HOW TO COMPLETE THIS TASK - Copy each line of the following data that contains "KeyManager".

--- RECORDS TO USE Enclosed Below ---

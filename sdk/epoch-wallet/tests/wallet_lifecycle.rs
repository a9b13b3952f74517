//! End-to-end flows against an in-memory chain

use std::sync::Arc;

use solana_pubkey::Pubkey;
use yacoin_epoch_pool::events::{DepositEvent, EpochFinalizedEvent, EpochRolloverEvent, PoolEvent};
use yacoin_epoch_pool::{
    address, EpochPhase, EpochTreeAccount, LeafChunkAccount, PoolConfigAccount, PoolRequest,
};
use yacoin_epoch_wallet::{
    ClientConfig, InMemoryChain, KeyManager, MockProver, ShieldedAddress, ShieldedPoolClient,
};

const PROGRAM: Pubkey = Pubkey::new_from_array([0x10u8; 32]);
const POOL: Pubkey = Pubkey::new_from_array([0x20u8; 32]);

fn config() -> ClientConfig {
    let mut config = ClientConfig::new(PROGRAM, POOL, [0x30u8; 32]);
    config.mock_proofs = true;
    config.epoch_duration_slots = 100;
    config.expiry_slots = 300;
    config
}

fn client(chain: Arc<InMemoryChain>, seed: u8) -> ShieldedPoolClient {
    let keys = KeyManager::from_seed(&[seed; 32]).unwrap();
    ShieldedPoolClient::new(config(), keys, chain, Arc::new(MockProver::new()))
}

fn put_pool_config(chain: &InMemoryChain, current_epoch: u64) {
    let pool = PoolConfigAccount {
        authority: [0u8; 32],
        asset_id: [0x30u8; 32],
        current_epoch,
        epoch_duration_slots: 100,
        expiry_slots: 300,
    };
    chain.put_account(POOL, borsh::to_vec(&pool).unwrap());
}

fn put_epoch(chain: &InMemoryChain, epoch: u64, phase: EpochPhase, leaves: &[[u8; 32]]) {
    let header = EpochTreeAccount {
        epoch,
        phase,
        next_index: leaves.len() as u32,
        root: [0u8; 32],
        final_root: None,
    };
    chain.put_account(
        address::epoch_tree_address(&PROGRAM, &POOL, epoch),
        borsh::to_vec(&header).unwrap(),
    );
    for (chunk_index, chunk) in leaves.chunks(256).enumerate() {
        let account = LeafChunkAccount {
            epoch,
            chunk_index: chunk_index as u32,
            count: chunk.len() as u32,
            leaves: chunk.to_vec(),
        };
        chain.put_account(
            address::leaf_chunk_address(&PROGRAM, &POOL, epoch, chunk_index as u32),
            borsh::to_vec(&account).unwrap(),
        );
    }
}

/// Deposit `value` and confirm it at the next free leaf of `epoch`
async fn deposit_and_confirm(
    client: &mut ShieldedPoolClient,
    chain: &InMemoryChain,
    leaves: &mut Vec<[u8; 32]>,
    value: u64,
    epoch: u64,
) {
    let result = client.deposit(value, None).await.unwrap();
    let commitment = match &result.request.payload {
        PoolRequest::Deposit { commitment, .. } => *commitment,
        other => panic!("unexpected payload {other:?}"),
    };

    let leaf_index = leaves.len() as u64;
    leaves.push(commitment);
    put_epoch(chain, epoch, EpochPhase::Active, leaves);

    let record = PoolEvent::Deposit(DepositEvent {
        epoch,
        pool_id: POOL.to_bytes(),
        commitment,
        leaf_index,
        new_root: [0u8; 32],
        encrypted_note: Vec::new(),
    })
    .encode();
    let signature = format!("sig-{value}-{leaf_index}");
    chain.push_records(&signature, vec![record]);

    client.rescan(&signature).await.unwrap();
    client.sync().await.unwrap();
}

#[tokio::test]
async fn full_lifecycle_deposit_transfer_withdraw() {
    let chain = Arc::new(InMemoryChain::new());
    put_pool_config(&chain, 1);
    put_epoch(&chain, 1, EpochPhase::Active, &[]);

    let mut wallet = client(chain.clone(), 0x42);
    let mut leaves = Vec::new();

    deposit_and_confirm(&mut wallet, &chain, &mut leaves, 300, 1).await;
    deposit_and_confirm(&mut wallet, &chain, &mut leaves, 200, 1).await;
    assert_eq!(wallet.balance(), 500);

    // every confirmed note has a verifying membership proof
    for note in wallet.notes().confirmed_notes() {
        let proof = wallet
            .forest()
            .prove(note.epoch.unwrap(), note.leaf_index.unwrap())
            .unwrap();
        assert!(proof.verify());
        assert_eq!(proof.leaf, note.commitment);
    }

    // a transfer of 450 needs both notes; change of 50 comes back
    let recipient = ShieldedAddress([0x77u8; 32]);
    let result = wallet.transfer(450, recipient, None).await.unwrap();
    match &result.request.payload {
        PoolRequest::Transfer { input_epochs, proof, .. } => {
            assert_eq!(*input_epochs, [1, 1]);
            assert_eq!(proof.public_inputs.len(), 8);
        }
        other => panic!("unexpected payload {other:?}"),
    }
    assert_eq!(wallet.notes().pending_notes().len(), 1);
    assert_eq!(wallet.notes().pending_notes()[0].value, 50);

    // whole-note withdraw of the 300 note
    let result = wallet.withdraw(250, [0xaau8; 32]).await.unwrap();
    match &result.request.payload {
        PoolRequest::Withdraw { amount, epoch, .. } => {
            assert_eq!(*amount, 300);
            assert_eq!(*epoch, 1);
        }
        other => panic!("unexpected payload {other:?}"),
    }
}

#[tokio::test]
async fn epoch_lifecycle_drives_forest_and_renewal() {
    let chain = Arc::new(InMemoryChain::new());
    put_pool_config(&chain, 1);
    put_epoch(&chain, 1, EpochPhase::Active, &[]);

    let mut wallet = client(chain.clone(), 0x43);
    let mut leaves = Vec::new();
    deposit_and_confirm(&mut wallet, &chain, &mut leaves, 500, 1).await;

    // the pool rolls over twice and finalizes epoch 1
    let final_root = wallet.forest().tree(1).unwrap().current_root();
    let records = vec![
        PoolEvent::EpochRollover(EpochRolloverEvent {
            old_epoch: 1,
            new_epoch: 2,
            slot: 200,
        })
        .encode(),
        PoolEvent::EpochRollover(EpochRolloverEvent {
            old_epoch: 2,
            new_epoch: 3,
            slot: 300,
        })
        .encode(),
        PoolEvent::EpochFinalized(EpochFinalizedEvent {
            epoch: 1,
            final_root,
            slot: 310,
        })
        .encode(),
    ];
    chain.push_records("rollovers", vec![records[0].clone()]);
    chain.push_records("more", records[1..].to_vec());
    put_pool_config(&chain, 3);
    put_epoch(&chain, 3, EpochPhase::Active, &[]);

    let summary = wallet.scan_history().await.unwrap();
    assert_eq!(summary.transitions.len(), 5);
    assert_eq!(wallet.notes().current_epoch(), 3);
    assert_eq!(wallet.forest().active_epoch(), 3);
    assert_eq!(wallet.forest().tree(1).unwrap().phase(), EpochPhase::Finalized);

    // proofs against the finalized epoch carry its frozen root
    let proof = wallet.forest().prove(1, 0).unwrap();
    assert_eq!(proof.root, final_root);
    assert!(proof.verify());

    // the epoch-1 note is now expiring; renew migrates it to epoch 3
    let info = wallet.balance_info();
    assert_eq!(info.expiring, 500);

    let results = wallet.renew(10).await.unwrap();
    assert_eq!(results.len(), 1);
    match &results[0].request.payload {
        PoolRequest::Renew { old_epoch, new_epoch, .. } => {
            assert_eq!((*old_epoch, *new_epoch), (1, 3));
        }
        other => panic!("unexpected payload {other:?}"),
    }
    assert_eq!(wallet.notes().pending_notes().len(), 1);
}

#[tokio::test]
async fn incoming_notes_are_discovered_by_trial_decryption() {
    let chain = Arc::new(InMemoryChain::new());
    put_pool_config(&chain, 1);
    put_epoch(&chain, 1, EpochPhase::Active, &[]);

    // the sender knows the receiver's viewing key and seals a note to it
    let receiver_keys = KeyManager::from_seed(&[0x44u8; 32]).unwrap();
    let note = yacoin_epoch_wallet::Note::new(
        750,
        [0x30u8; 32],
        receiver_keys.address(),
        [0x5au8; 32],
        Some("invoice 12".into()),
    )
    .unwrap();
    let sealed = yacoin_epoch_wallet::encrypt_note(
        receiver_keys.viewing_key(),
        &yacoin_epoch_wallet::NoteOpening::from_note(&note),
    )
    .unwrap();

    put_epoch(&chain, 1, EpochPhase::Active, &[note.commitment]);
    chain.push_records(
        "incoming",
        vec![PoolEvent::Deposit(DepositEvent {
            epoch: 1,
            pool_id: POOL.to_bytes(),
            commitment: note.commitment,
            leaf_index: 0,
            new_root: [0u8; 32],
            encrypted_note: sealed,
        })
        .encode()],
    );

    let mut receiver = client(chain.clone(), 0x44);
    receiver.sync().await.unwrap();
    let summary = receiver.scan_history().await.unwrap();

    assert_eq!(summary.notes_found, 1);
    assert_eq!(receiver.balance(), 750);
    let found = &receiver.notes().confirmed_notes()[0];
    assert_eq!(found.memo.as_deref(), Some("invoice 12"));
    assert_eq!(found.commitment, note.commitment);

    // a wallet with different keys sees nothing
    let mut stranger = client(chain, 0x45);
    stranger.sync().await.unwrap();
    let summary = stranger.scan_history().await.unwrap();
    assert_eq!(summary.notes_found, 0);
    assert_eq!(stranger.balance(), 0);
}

--- End of Enclosed RECORDS TO USE ---

ANSWER BOX -
    ClientConfig, InMemoryChain, KeyManager, MockProver, ShieldedAddress, ShieldedPoolClient,
    let keys = KeyManager::from_seed(&[seed; 32]).unwrap();
    let receiver_keys = KeyManager::from_seed(&[0x44u8; 32]).unwrap();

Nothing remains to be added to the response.